Did you choose to write “Catalonian (?)” to indicate that you already know that the correct adjective is Catalan?
Check Wikipedia or try searching “Catalonian independence” in google. (“Did you mean…?”)
It is misleading to present data for France as if it were representative of Europe. France, famously to us on this side of the Atlantic, introduced a 35-hour working week, whereas most European countries have a 40-hour week.
Far be it from me to accuse Prof. Krugman of cherry-picking data to suit his case, though.

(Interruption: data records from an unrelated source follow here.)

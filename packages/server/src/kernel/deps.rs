//! `ServerKernel` — the central dependency container, constructed once in
//! `main` and shared behind an `Arc` with every request handler and
//! background task. Grounded directly on this workspace's `kernel/deps.rs` /
//! `kernel/server_kernel.rs` split: a plain struct of `Arc<dyn Trait>`
//! fields, built by a single constructor, with no business logic of its own.

use std::sync::Arc;

use fabric_kv::{FredKvc, KeyValueCoordinator};
use sqlx::postgres::PgPoolOptions;
use sqlx::PgPool;

use crate::config::Config;
use crate::domains::jobs::{JobService, SharedGroupCache};
use crate::domains::storage::StorageService;

use super::deploy_batcher::DeployBatcher;
use super::nca::NetworkControllerAdapter;
use super::nca_http::NetworkControllerClient;

/// All wired-up dependencies for one running service instance: the database
/// pool, the network controller client, the KV coordinator (optional — its
/// absence degrades the deploy batcher to direct calls per §4.7.1), and the
/// domain services built on top of them.
#[derive(Clone)]
pub struct ServerKernel {
    pub db: PgPool,
    pub nca: Arc<dyn NetworkControllerAdapter>,
    pub kvc: Option<Arc<dyn KeyValueCoordinator>>,
    pub job_service: Arc<JobService>,
    pub storage_service: Arc<StorageService>,
    pub deploy_batcher: Arc<DeployBatcher>,
    pub shared_group_cache: Arc<SharedGroupCache>,
    pub config: Arc<Config>,
}

impl ServerKernel {
    /// Build the full dependency graph from a loaded [`Config`]: connects
    /// the database pool and the KV coordinator, constructs the HTTP NCA
    /// client, and wires the domain services on top.
    pub async fn from_config(config: Config) -> anyhow::Result<Self> {
        let db = PgPoolOptions::new()
            .max_connections(20)
            .connect(&config.database_url)
            .await?;

        let nca: Arc<dyn NetworkControllerAdapter> = Arc::new(NetworkControllerClient::new(
            config.nca_base_url.clone(),
            config.nca_api_token.clone(),
        ));

        let kvc: Option<Arc<dyn KeyValueCoordinator>> =
            match FredKvc::connect(&config.redis_url).await {
                Ok(client) => Some(Arc::new(client)),
                Err(error) => {
                    tracing::warn!(
                        %error,
                        "could not connect to key-value coordinator, deploy batcher will call the controller directly"
                    );
                    None
                }
            };

        let config = Arc::new(config);
        Ok(Self::new(db, nca, kvc, config))
    }

    /// Wire services from already-constructed external dependencies. Used by
    /// `from_config` and directly by integration tests that supply a
    /// [`super::nca_mock::MockNca`] / [`fabric_kv::MockKvc`].
    pub fn new(
        db: PgPool,
        nca: Arc<dyn NetworkControllerAdapter>,
        kvc: Option<Arc<dyn KeyValueCoordinator>>,
        config: Arc<Config>,
    ) -> Self {
        let shared_group_cache = Arc::new(SharedGroupCache::new(config.fabric.clone(), nca.clone()));
        let job_service = Arc::new(JobService::new(
            db.clone(),
            nca.clone(),
            shared_group_cache.clone(),
            config.clone(),
        ));
        let storage_service = Arc::new(StorageService::new(db.clone(), nca.clone(), config.clone()));
        let deploy_batcher = Arc::new(DeployBatcher::new(kvc.clone(), nca.clone()));

        Self {
            db,
            nca,
            kvc,
            job_service,
            storage_service,
            deploy_batcher,
            shared_group_cache,
            config,
        }
    }
}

Millan, funny I did not see you calling out the in-house data cherry picker on yesterday’s UK data potpourri (though to be honest I don’t understand the aunt-uncle exchange you added to). As I see it the line between illumination and deceit can be thin and often depends on who’s right. Where I work, if I make an argument with one chart, I have to produce the caveat chart too…lest I am being misleading and not sufficiently humble. Economists like Krugman or TC are not basing their economic opinions off one chart (a few cryptic arguments), it’s coming from a whole series of charts, episodes, conversations, and personal beliefs. Sure the chart was a visualization of Krugman’s views. You could tear that one down and he’d pop a new one up. You might as well as argue over a vivid case. Btw, the WSJ op-ed by Boudreaux and Perry and that seems to have started this blog round-robin was not exactly setting the empirical bar high. Rarely have I seen distributional patterns refuted with aggregate data, neat trick though NSFW.
#7: Georg Baselitz
I think Spiegel loves to do cranky interviews. Or maybe it’s only because they interview Germans?

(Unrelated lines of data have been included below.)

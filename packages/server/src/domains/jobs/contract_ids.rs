//! Deterministic group-id fingerprints (§6, §9 "Deterministic group-id
//! fingerprint"). These are used only on the create request; the
//! controller's read-back id is always authoritative and these values are
//! never persisted without that read-back.

const JOB_GROUP_RANGE: u32 = 65535 - 16;
const JOB_GROUP_BASE: u32 = 16;

const STORAGE_GROUP_RANGE: u32 = 65535 - 32768;
const STORAGE_GROUP_BASE: u32 = 32768;

fn fingerprint(input: &str, range: u32, base: u32) -> u32 {
    let mut acc: u32 = 0;
    for c in input.chars() {
        acc = acc.wrapping_mul(31).wrapping_add(c as u32);
    }
    acc % range + base
}

/// Job security-group id: `((Σ 31·acc + codepoint) mod 65519) + 16`.
pub fn job_security_group_id(job_id: &str) -> u32 {
    fingerprint(job_id, JOB_GROUP_RANGE, JOB_GROUP_BASE)
}

/// Storage security-group id: `((Σ 31·acc + codepoint) mod 32767) + 32768`.
pub fn storage_security_group_id(node_name: &str) -> u32 {
    fingerprint(node_name, STORAGE_GROUP_RANGE, STORAGE_GROUP_BASE)
}

#[cfg(test)]
mod tests {
    use super::*;

    #[test]
    fn job_group_id_is_in_range() {
        for id in ["42", "a-very-long-job-identifier", "", "😀"] {
            let gid = job_security_group_id(id);
            assert!((16..65535).contains(&gid), "gid {gid} out of range for {id:?}");
        }
    }

    #[test]
    fn job_group_id_is_deterministic() {
        assert_eq!(job_security_group_id("42"), job_security_group_id("42"));
    }

    #[test]
    fn different_job_ids_usually_differ() {
        assert_ne!(job_security_group_id("42"), job_security_group_id("43"));
    }

    #[test]
    fn storage_group_id_is_in_range_and_disjoint_from_job_range() {
        for name in ["node-1", "storage-node-7"] {
            let gid = storage_security_group_id(name);
            assert!((32768..65535).contains(&gid));
        }
    }
}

4. … good prediction… “The only way to make zero-deductible health insurance available at low cost is with a large subsidy; how much will depend on negotiations with insurance companies.”
Well, I rank that as a failed prediction.

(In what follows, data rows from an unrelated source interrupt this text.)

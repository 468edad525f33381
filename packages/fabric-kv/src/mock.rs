use std::collections::HashMap;
use std::time::{Duration, Instant};

use async_trait::async_trait;
use tokio::sync::Mutex;

use crate::error::Result;
use crate::kvc::KeyValueCoordinator;

struct Entry {
    value: String,
    expires_at: Option<Instant>,
}

impl Entry {
    fn is_live(&self) -> bool {
        match self.expires_at {
            Some(at) => Instant::now() < at,
            None => true,
        }
    }
}

/// In-memory [`KeyValueCoordinator`] for deterministic unit tests of the
/// deploy batcher and lock helpers, without a real Redis. Mirrors the
/// semantics of the real contract exactly (including TTL expiry), just
/// without a network hop.
#[derive(Default)]
pub struct MockKvc {
    store: Mutex<HashMap<String, Entry>>,
}

impl MockKvc {
    pub fn new() -> Self {
        Self {
            store: Mutex::new(HashMap::new()),
        }
    }

    /// Test-only helper: force a key to appear already expired, to exercise
    /// TTL-expiry races without sleeping in tests.
    pub async fn expire_now(&self, key: &str) {
        let mut store = self.store.lock().await;
        if let Some(entry) = store.get_mut(key) {
            entry.expires_at = Some(Instant::now() - Duration::from_secs(1));
        }
    }
}

#[async_trait]
impl KeyValueCoordinator for MockKvc {
    async fn set_nx(&self, key: &str, value: &str, ttl: Duration) -> Result<bool> {
        let mut store = self.store.lock().await;
        if let Some(existing) = store.get(key) {
            if existing.is_live() {
                return Ok(false);
            }
        }
        store.insert(
            key.to_string(),
            Entry {
                value: value.to_string(),
                expires_at: Some(Instant::now() + ttl),
            },
        );
        Ok(true)
    }

    async fn set_string(&self, key: &str, value: &str, ttl: Option<Duration>) -> Result<()> {
        let mut store = self.store.lock().await;
        store.insert(
            key.to_string(),
            Entry {
                value: value.to_string(),
                expires_at: ttl.map(|d| Instant::now() + d),
            },
        );
        Ok(())
    }

    async fn get_string(&self, key: &str) -> Result<Option<String>> {
        let store = self.store.lock().await;
        Ok(store
            .get(key)
            .filter(|e| e.is_live())
            .map(|e| e.value.clone()))
    }

    async fn delete(&self, keys: &[&str]) -> Result<()> {
        let mut store = self.store.lock().await;
        for key in keys {
            store.remove(*key);
        }
        Ok(())
    }

    async fn incr_with_ttl(&self, key: &str, ttl: Duration) -> Result<(i64, i64)> {
        let mut store = self.store.lock().await;
        let is_new = !store.get(key).map(|e| e.is_live()).unwrap_or(false);
        let count = if is_new {
            store.insert(
                key.to_string(),
                Entry {
                    value: "1".to_string(),
                    expires_at: Some(Instant::now() + ttl),
                },
            );
            1
        } else {
            let entry = store.get_mut(key).expect("checked live above");
            let next: i64 = entry.value.parse().unwrap_or(0) + 1;
            entry.value = next.to_string();
            next
        };
        let remaining = store
            .get(key)
            .and_then(|e| e.expires_at)
            .map(|at| at.saturating_duration_since(Instant::now()).as_millis() as i64)
            .unwrap_or(-1);
        Ok((count, remaining))
    }

    async fn compare_and_delete(&self, key: &str, expected_value: &str) -> Result<bool> {
        let mut store = self.store.lock().await;
        let matches = store
            .get(key)
            .filter(|e| e.is_live())
            .map(|e| e.value == expected_value)
            .unwrap_or(false);
        if matches {
            store.remove(key);
        }
        Ok(matches)
    }
}

#[cfg(test)]
mod tests {
    use super::*;

    #[tokio::test]
    async fn set_nx_fails_while_live_and_succeeds_after_expiry() {
        let kvc = MockKvc::new();
        assert!(kvc.set_nx("k", "v1", Duration::from_millis(20)).await.unwrap());
        assert!(!kvc.set_nx("k", "v2", Duration::from_millis(20)).await.unwrap());

        kvc.expire_now("k").await;
        assert!(kvc.set_nx("k", "v3", Duration::from_secs(60)).await.unwrap());
        assert_eq!(kvc.get_string("k").await.unwrap(), Some("v3".to_string()));
    }

    #[tokio::test]
    async fn incr_with_ttl_seeds_expiry_once() {
        let kvc = MockKvc::new();
        let (count, ttl1) = kvc.incr_with_ttl("counter", Duration::from_secs(60)).await.unwrap();
        assert_eq!(count, 1);
        assert!(ttl1 > 0);

        let (count, ttl2) = kvc.incr_with_ttl("counter", Duration::from_secs(5)).await.unwrap();
        assert_eq!(count, 2);
        // Second call's ttl arg is ignored; the original 60s expiry still governs.
        assert!(ttl2 > Duration::from_secs(5).as_millis() as i64);
    }

    #[tokio::test]
    async fn compare_and_delete_only_matches_expected_value() {
        let kvc = MockKvc::new();
        kvc.set_string("k", "v1", None).await.unwrap();
        assert!(!kvc.compare_and_delete("k", "wrong").await.unwrap());
        assert!(kvc.compare_and_delete("k", "v1").await.unwrap());
        assert_eq!(kvc.get_string("k").await.unwrap(), None);
    }
}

Mass does not provide “zero-deductible health insurance at low cost with a large subsidy”.
In the most recent status report, Mass non-elderly with incomes below 500%FPL had out of pocket medical expenses of at least 5% 18% of individuals and 10% or more 6% of individuals. I can’t imagine anyone calling 3-5 weeks of income out of pocket for medical to be “zero deductible health insurance”.
20% of Individuals over all in Mass report an unmet health need, with 26% of those under 300%FPL, and 23% with chronic health problems.
15% of the insured have problems paying medical bills.
How can anyone have medical bills if they have zero deductible health insurance as Kling claims??
Perhaps Kling would like to argue that high deductible health insurance costs a lot more than its proponents claim it will. Except that would be a prediction contrary to what he thinks should be true and in line with the real world.
RE #3: “Conflict involves potentially large losses. In the way we model things, the losses from conflict will be inefficiencies that need not occur. The study of how these inefficiencies arise and how they can be avoided is the main motivation for our work.”
Wouldn’t the most obvious explanation for these inefficiencies be one of political economy? The payoff of interest in these decisions is not that of the community, but that of the the decision-makers. Conflict can be power-increasing for leaders. This doesn’t explain the experiment results, but might have greater explanatory power over real world outcomes.
#2 Women usually work plenty hard to produce for in home consumption when they are not in a taxed economy job. In fact women often decide to work in the taxed economy because it is easier more enjoyable work than what they did at home. People in Europe work more for in home consumption that we do because the taxes are higher
#8: Is anyone else here going to go home and have a Robocop marathon?
Paul Verhoeven just keeps looking more visionary.